- **EXERCISE DESCRIPTION**
The lines to return are those below that contain the word "format".
── RECORDS SHOWN ──
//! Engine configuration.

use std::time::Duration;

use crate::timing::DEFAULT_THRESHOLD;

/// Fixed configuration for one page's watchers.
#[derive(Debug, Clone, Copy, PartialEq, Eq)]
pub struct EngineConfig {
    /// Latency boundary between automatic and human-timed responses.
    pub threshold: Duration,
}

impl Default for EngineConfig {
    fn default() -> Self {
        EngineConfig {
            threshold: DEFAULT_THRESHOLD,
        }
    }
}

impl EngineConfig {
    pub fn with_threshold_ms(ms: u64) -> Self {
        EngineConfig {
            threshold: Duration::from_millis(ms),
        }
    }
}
───
── RECORDS SHOWN ──
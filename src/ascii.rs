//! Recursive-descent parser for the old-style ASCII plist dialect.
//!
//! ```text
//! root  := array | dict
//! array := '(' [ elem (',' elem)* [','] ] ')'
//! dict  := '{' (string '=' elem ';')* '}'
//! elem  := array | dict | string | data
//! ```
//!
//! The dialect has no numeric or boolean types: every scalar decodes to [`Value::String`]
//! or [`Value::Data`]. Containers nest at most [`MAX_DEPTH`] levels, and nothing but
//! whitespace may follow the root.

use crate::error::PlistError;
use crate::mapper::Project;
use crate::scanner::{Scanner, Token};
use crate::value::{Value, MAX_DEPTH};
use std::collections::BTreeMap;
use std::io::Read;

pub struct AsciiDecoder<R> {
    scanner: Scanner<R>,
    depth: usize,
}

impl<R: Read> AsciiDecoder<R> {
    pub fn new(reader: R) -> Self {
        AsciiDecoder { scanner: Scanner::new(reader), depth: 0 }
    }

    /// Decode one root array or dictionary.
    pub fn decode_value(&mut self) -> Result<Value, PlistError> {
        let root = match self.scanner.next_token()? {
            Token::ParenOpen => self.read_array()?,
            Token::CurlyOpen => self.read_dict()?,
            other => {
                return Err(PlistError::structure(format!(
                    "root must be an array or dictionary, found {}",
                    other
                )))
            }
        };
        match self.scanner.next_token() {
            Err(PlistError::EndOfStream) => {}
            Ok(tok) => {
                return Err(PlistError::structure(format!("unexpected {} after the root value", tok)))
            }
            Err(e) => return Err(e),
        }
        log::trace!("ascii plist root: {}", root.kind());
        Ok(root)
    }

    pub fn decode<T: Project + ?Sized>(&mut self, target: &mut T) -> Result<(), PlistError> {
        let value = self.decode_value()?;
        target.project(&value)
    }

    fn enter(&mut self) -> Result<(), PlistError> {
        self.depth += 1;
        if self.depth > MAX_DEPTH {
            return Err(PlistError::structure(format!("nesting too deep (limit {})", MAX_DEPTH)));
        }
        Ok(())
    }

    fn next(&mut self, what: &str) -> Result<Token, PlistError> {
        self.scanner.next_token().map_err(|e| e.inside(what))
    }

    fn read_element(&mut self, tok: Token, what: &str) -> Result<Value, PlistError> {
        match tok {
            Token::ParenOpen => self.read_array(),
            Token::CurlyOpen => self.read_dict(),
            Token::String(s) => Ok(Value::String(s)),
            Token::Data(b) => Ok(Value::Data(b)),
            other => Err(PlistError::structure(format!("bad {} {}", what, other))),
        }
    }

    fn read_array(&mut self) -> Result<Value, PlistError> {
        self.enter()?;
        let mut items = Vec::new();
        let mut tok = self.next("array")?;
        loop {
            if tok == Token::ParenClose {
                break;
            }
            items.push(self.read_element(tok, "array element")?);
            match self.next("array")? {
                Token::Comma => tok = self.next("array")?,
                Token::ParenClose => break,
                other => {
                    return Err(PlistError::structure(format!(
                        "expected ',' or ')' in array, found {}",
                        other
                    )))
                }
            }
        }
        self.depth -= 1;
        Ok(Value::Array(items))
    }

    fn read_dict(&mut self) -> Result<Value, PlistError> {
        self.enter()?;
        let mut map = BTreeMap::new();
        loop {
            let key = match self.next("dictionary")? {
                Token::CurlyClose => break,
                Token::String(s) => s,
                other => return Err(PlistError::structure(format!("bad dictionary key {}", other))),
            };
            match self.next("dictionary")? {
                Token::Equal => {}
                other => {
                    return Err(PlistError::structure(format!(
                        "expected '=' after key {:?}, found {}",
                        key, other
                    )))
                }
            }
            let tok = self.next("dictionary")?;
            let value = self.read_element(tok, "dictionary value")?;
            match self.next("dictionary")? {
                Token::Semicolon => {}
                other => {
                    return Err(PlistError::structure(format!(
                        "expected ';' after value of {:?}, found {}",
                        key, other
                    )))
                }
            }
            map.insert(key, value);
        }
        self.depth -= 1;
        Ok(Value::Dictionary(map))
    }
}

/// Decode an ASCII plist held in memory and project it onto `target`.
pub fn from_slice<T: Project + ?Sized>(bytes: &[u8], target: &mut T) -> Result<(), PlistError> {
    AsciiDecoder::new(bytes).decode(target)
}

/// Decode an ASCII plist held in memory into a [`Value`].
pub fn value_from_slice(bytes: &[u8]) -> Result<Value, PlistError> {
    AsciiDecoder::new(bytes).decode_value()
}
───
- **RESULT**
                return Err(PlistError::structure(format!(
                return Err(PlistError::structure(format!("unexpected {} after the root value", tok)))
            return Err(PlistError::structure(format!("nesting too deep (limit {})", MAX_DEPTH)));
            other => Err(PlistError::structure(format!("bad {} {}", what, other))),
                    return Err(PlistError::structure(format!(
                other => return Err(PlistError::structure(format!("bad dictionary key {}", other))),
                    return Err(PlistError::structure(format!(
                    return Err(PlistError::structure(format!(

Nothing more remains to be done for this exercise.